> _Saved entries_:
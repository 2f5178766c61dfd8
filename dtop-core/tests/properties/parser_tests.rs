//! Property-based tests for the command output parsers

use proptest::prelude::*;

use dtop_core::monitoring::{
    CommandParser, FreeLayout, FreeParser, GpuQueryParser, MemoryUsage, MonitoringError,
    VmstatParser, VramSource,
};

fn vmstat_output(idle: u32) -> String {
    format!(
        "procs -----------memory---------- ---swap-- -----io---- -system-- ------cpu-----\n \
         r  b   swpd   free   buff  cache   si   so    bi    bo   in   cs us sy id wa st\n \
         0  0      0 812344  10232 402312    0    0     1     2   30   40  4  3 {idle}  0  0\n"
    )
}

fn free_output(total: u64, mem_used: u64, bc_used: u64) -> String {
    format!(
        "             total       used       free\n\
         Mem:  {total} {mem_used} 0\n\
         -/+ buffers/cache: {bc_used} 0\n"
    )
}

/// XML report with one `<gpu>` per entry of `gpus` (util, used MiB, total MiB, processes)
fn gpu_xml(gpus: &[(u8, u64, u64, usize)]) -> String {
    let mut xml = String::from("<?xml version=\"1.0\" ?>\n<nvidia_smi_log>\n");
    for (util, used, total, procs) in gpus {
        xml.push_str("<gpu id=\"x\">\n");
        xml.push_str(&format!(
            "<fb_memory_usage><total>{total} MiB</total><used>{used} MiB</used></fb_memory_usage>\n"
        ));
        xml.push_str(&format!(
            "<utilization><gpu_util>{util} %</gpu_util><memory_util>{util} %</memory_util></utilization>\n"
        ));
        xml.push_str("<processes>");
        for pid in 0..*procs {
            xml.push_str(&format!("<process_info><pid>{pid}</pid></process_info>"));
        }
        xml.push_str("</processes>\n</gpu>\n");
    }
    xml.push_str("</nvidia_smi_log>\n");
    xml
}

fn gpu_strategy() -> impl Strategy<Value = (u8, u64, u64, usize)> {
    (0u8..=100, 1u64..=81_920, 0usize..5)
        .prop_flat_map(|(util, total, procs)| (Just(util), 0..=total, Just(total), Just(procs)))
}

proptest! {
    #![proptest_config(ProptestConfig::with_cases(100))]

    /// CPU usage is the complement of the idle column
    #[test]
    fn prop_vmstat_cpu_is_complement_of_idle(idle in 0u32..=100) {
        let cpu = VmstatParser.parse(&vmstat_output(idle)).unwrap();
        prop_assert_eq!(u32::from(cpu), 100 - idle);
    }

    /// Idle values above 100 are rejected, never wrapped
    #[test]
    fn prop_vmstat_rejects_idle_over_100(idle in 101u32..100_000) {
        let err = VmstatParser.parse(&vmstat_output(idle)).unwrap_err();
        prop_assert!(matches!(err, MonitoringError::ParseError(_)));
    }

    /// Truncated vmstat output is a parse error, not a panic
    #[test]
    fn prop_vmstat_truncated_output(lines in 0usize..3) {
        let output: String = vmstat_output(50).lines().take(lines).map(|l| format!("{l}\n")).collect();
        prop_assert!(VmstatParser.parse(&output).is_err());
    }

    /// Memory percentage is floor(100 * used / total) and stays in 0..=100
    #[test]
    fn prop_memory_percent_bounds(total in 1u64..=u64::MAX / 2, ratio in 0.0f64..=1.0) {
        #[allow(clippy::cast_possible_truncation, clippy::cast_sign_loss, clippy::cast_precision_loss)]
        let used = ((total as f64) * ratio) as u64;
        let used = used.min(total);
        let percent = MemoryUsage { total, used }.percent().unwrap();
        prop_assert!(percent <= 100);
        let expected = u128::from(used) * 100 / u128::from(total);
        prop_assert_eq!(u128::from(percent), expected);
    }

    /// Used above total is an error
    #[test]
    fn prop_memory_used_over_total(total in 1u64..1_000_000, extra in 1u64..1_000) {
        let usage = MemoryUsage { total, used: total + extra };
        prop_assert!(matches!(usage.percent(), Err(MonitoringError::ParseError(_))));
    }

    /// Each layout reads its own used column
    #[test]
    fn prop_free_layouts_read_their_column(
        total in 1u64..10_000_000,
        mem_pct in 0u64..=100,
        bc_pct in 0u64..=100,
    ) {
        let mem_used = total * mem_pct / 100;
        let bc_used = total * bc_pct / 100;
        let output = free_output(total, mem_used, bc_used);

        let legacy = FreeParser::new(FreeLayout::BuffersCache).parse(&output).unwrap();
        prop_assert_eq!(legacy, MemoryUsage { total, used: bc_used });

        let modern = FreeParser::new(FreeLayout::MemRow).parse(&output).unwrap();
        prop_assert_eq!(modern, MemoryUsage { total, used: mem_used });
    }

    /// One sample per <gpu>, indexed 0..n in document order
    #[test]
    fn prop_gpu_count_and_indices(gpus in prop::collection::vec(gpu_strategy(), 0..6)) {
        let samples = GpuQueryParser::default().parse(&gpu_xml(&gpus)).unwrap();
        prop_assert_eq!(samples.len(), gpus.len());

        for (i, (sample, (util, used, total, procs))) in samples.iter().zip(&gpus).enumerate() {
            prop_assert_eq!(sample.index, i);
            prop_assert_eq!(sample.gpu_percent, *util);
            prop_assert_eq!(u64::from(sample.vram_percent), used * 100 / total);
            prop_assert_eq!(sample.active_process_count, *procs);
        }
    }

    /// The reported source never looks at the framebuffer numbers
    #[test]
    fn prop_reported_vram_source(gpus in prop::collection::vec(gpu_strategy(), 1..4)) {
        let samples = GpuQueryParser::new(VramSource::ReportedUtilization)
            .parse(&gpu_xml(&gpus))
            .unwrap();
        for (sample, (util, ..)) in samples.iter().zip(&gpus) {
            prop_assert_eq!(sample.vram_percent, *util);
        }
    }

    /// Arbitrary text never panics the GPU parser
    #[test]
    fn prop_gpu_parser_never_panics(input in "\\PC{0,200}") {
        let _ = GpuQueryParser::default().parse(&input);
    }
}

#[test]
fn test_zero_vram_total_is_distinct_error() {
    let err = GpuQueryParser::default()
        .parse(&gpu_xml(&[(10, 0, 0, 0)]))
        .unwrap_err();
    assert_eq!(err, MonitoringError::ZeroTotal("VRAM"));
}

--

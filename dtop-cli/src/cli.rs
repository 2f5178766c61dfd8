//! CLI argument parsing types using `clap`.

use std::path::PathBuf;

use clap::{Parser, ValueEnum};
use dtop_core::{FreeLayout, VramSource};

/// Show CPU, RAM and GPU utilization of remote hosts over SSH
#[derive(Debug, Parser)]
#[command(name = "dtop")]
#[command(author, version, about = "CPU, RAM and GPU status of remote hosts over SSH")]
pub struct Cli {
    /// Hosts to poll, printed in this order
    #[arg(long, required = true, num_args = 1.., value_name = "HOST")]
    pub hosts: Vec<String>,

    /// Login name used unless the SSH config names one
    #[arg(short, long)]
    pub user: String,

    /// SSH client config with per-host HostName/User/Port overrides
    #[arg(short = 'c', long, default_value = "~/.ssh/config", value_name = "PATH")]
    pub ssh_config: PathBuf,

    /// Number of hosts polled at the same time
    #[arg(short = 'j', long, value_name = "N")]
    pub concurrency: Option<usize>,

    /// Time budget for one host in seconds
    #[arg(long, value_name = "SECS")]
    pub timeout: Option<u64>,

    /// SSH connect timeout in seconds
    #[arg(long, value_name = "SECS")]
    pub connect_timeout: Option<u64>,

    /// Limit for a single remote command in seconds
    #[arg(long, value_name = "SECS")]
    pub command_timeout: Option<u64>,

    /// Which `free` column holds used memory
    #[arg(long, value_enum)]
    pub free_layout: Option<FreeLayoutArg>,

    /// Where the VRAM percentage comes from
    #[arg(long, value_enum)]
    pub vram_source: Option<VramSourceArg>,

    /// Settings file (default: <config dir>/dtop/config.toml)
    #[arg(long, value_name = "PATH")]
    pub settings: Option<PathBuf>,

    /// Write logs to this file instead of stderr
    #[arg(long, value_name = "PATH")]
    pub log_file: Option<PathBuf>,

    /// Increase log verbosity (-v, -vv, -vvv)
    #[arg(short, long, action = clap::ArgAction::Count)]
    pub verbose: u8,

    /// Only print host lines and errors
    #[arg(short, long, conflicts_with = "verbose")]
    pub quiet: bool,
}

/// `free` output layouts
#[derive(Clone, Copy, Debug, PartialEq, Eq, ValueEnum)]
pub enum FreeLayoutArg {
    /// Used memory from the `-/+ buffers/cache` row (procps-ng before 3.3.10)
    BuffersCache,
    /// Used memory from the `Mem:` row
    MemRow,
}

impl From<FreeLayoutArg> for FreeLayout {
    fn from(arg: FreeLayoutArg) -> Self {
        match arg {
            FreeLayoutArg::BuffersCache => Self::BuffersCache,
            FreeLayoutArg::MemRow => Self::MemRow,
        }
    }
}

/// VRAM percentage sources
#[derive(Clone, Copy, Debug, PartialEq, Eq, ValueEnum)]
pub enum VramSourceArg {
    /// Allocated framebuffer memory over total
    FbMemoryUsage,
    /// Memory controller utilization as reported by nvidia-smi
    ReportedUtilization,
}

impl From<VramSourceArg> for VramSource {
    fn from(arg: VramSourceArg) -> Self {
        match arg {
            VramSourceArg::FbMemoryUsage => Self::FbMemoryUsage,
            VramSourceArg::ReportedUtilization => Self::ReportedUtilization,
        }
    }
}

> _REQUIREMENT_:
How many lines of the entries above include the word "Self"? Answer with the number only.

> _ANSWER BELOW_:
6